* [WHAT THIS TASK INVOLVES]:
In the data below, which lines contain "thiserror"? List them by copying each one.

------ THE RECORDS ------

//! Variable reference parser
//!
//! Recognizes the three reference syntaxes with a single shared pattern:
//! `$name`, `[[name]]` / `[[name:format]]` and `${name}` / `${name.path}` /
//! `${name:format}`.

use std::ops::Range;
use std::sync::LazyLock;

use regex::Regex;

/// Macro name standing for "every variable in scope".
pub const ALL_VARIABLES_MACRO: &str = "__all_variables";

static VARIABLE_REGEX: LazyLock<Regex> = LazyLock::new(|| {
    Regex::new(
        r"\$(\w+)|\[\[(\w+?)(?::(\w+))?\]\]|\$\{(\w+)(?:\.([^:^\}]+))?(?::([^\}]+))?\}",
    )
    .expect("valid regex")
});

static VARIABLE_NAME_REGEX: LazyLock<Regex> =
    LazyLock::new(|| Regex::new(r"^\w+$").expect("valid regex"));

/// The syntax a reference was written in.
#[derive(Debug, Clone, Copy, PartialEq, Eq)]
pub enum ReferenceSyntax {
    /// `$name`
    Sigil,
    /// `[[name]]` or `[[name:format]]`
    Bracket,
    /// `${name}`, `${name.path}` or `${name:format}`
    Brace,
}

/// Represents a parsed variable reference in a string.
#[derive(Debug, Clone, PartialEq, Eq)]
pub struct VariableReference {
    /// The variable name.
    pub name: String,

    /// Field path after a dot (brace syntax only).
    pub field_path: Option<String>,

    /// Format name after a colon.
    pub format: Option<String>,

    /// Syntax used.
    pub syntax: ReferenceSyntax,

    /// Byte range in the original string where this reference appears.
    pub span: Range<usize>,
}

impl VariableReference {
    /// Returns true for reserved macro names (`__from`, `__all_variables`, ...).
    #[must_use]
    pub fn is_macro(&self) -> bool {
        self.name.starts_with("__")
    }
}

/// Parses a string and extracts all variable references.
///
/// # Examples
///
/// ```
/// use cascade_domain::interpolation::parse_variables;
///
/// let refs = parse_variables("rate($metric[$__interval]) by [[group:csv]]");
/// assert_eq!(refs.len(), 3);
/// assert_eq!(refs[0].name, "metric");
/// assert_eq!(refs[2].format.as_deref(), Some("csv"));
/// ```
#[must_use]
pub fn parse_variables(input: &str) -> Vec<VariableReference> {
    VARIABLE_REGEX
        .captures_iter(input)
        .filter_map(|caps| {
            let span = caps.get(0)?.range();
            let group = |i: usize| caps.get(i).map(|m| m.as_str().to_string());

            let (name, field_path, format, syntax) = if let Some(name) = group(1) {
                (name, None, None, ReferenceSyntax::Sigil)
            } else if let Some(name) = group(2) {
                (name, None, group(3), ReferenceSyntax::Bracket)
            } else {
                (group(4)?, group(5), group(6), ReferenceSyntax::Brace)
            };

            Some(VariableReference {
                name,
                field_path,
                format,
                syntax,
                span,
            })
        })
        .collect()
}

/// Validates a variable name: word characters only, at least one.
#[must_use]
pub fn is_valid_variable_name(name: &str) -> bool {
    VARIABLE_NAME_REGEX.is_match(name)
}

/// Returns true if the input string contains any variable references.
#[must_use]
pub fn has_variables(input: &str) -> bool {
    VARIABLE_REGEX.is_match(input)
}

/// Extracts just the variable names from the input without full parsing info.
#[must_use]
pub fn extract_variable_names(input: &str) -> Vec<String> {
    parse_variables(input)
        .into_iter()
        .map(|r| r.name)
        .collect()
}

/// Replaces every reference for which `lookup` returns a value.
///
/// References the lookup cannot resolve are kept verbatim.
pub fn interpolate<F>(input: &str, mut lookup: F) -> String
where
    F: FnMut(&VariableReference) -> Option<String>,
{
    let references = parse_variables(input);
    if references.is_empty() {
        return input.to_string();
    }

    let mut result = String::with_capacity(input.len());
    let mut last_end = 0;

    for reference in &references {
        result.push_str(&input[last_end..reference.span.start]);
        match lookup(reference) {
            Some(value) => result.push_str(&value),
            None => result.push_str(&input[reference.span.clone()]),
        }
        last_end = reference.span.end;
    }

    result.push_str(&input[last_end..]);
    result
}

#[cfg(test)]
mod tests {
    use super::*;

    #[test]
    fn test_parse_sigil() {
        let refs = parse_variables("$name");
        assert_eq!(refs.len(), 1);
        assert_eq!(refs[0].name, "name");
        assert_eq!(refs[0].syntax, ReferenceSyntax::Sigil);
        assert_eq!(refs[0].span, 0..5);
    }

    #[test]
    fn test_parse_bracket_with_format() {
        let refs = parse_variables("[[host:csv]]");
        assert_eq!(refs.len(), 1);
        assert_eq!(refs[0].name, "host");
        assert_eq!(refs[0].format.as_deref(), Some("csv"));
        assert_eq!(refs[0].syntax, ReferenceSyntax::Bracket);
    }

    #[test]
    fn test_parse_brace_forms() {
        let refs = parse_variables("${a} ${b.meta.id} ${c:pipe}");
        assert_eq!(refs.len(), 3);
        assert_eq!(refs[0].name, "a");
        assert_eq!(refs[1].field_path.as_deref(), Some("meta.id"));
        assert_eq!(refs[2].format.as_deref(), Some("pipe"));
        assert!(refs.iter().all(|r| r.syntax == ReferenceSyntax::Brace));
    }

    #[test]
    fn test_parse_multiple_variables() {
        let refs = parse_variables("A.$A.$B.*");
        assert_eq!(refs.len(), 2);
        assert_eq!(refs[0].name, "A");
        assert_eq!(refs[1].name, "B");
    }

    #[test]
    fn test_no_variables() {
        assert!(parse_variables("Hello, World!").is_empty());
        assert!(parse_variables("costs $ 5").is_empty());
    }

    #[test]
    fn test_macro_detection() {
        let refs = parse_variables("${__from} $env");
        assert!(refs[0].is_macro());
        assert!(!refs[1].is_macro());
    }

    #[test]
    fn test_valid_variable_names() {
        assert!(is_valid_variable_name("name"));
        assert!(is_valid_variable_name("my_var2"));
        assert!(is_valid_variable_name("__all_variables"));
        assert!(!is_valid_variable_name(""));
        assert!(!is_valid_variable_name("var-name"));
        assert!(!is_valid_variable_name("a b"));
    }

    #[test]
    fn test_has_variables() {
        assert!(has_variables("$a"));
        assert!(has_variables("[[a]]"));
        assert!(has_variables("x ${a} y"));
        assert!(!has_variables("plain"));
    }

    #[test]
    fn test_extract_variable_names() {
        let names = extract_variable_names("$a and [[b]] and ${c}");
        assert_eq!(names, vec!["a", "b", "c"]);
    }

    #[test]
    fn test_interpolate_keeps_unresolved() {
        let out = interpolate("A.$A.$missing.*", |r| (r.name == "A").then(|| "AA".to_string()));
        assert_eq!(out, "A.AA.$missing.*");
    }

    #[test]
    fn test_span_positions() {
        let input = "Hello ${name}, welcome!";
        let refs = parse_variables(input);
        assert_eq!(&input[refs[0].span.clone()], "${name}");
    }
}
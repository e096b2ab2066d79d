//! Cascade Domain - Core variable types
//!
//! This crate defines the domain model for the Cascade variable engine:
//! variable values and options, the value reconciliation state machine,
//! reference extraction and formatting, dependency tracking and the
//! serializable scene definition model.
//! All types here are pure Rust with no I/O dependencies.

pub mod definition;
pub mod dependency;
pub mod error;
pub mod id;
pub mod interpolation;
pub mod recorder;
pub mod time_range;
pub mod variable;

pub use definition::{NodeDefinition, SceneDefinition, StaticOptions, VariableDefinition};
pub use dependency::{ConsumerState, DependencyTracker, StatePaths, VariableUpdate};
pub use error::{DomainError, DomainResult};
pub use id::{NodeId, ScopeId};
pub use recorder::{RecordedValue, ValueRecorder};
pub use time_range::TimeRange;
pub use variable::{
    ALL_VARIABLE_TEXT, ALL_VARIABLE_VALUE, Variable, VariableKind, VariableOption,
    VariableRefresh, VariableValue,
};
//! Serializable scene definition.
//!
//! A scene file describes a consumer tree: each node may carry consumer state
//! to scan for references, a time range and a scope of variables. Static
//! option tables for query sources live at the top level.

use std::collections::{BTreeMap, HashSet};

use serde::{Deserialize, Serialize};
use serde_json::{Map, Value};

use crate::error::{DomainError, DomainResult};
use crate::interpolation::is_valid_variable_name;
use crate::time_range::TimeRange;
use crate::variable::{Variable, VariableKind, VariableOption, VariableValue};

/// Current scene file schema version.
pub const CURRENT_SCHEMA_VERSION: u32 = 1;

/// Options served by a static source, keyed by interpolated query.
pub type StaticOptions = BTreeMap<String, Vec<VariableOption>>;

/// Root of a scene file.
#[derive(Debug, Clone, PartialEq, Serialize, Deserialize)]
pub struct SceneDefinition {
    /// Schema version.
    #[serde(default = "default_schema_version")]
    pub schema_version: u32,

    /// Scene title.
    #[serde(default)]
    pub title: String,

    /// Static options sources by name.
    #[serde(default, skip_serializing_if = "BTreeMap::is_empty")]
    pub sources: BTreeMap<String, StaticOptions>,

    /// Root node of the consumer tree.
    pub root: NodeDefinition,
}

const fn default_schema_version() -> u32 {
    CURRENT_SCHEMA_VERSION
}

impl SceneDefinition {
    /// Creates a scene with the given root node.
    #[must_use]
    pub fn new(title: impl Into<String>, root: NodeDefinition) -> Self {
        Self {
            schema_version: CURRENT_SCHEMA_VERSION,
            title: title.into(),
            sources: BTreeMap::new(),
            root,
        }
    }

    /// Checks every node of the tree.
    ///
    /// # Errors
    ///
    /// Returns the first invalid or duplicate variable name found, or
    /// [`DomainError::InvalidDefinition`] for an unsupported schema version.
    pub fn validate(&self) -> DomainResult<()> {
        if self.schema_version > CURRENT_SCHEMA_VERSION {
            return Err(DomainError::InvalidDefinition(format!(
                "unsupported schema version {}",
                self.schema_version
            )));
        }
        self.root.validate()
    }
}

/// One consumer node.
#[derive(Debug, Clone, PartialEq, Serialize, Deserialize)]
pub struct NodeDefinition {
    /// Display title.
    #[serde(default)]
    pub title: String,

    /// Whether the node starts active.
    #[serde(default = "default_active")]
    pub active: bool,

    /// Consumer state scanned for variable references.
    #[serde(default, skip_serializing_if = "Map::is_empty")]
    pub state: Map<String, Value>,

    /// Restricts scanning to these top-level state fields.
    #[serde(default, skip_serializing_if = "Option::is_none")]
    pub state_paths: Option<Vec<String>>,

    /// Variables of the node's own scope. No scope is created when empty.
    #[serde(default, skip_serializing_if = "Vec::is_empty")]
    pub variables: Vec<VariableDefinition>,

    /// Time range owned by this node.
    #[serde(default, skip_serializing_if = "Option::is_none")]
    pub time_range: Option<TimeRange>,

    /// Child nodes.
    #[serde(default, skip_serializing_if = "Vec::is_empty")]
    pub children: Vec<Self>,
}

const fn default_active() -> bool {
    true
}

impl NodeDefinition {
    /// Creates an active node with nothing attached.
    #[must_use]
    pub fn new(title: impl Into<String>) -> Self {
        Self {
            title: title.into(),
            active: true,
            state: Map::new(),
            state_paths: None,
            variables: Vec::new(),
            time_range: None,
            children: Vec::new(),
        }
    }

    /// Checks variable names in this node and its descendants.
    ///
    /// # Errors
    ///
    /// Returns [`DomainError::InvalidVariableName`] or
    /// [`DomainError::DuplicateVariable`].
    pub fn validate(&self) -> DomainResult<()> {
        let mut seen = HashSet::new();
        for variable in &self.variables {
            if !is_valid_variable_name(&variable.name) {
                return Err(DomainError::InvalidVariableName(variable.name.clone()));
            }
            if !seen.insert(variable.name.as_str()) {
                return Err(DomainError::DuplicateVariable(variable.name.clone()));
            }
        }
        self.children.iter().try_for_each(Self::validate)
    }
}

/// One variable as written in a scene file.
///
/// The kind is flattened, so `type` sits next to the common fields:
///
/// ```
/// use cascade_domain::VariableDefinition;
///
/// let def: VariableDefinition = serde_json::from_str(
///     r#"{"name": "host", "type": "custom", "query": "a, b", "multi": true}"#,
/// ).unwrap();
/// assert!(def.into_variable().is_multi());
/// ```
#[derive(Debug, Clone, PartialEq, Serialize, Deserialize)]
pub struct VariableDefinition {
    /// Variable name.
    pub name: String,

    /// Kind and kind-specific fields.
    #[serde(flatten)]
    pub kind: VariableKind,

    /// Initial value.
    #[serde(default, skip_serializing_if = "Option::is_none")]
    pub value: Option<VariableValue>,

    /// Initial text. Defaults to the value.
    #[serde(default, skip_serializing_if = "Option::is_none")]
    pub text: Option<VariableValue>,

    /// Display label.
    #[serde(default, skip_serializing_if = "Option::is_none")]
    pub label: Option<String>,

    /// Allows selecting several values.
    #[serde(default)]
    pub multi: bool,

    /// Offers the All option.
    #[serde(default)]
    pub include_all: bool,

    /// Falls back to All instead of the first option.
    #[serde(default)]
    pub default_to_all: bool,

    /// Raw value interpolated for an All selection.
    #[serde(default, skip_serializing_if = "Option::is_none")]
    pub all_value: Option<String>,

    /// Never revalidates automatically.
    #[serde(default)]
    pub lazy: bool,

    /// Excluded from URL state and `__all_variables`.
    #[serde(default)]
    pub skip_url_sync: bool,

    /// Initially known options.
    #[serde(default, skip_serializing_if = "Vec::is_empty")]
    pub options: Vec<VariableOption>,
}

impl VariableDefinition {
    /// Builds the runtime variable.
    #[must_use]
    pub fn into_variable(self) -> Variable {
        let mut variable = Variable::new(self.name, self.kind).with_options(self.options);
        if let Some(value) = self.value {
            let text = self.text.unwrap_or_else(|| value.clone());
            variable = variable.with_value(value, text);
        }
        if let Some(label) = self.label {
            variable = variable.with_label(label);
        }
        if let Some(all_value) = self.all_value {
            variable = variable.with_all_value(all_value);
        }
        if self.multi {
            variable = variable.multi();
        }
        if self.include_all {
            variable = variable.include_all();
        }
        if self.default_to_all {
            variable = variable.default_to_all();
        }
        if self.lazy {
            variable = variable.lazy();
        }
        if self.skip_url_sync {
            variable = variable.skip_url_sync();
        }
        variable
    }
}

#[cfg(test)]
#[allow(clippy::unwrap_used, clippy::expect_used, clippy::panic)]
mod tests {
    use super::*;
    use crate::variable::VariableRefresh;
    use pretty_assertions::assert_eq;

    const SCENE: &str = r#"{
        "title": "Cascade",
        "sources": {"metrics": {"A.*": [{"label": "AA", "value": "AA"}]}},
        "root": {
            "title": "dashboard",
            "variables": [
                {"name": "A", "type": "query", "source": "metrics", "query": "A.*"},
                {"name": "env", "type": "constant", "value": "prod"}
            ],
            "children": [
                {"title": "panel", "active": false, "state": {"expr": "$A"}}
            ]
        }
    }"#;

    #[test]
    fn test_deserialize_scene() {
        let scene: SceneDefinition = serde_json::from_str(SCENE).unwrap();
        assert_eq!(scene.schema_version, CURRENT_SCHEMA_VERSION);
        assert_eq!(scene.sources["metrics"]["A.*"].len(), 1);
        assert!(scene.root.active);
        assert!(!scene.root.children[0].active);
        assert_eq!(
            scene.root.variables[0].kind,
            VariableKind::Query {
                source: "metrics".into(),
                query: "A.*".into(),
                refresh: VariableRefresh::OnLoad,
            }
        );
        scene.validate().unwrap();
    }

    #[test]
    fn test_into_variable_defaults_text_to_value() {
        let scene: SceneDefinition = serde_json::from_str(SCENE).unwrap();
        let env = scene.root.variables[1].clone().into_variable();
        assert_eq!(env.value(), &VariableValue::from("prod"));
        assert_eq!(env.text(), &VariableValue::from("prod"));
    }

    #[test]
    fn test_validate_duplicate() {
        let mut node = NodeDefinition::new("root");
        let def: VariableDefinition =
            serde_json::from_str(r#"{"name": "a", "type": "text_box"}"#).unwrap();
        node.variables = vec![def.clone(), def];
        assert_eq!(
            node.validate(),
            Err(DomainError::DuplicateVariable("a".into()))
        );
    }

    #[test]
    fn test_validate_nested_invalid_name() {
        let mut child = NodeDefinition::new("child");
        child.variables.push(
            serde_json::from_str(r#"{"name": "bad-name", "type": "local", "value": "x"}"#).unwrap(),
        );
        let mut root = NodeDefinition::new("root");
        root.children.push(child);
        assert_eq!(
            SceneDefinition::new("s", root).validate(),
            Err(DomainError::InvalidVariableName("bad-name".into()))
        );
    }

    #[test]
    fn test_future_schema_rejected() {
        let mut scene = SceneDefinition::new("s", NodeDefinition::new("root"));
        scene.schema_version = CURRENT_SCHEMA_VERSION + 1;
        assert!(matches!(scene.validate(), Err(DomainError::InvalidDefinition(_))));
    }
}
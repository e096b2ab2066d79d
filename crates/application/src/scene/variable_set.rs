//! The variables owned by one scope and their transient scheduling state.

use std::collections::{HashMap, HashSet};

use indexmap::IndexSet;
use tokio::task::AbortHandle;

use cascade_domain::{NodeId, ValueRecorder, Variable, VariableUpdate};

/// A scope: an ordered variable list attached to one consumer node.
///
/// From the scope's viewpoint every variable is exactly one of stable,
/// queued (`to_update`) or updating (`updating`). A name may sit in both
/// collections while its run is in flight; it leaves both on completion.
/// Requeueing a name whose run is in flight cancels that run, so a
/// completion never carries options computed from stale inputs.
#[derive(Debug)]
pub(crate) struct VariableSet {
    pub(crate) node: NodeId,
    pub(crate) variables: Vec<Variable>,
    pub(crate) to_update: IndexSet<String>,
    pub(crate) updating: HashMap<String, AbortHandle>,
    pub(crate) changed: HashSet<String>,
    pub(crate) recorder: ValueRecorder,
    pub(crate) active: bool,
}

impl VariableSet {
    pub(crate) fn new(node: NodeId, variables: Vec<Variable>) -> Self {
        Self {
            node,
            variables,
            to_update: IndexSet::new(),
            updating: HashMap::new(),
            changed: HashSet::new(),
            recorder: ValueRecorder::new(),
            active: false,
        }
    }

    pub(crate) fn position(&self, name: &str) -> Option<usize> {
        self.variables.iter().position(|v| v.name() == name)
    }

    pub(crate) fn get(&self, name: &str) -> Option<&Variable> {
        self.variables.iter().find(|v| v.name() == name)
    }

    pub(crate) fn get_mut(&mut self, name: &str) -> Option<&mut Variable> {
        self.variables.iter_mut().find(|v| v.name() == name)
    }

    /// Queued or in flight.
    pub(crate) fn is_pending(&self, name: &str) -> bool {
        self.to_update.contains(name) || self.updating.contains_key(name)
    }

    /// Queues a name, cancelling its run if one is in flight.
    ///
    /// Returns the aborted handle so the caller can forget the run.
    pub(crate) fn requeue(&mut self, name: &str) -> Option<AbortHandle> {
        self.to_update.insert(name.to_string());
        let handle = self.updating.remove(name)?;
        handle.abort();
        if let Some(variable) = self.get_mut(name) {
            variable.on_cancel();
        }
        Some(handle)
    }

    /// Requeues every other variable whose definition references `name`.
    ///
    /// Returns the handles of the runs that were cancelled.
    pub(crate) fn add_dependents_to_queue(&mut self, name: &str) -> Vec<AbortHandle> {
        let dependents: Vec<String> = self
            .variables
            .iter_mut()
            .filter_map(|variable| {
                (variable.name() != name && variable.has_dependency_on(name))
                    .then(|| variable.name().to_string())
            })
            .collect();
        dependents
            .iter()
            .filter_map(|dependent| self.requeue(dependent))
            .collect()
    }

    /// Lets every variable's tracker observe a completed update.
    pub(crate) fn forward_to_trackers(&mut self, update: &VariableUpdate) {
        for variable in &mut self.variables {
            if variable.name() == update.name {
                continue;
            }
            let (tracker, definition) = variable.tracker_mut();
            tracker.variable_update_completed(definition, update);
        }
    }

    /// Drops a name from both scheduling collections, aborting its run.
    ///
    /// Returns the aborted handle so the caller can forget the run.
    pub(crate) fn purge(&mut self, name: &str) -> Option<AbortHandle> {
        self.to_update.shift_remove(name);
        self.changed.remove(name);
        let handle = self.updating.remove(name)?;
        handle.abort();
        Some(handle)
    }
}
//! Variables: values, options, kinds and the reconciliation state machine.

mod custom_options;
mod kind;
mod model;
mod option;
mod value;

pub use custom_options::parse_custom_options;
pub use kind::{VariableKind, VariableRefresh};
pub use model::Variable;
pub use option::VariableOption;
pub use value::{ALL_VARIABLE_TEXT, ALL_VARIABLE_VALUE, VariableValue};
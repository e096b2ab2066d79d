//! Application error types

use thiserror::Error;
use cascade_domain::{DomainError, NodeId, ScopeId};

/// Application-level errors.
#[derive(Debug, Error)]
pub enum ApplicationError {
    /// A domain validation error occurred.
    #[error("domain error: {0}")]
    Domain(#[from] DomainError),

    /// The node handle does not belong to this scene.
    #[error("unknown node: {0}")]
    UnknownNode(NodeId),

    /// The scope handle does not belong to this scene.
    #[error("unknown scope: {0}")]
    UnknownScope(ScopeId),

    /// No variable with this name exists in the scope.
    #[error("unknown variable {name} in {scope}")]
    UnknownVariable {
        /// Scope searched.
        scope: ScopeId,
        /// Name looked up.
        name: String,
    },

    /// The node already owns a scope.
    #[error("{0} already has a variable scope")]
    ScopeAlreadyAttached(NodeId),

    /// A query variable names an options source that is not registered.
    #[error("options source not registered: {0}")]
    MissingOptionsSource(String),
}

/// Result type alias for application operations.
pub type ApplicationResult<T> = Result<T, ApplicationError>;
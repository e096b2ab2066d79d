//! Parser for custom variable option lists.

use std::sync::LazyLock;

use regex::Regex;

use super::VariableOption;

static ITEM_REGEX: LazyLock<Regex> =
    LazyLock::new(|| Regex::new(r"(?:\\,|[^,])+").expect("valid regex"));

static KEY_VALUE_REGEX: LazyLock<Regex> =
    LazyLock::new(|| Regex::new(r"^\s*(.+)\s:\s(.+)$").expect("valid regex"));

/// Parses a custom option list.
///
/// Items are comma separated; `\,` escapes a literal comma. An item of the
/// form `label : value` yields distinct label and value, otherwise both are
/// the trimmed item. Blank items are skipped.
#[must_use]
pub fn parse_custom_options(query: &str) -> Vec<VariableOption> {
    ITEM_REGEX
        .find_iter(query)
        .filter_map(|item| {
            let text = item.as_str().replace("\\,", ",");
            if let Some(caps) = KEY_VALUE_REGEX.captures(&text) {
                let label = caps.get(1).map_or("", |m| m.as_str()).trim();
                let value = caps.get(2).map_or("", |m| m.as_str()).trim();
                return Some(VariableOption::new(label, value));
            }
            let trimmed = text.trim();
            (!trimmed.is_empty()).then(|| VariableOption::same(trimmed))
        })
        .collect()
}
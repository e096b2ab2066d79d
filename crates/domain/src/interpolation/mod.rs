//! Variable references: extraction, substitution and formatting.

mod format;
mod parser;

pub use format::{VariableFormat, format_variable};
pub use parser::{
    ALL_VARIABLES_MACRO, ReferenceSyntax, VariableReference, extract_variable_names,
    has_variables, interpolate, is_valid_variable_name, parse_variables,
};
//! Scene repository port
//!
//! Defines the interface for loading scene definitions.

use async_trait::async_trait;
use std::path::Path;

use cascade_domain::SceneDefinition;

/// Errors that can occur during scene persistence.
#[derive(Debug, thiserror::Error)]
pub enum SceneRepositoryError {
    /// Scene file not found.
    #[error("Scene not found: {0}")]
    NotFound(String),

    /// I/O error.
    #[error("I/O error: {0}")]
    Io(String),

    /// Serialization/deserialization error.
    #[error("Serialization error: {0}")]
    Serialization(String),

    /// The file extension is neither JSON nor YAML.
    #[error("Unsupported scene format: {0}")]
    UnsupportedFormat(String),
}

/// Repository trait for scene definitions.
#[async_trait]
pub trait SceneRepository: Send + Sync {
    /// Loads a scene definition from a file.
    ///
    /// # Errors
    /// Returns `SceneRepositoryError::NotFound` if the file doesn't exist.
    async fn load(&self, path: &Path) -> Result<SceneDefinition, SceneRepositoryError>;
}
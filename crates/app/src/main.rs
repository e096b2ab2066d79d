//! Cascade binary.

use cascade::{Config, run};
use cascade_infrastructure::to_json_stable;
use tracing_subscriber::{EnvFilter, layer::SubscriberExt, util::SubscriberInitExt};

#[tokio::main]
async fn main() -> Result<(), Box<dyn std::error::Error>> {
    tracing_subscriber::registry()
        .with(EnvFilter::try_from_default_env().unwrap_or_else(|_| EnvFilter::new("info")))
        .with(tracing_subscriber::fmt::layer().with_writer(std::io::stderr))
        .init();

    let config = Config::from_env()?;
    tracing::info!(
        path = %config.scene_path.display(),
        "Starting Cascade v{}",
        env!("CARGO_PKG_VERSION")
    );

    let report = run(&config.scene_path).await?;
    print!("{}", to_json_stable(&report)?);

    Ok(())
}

------

* [SOLUTION FOR THIS EXERCISE]:
use thiserror::Error;
#[derive(Debug, thiserror::Error)]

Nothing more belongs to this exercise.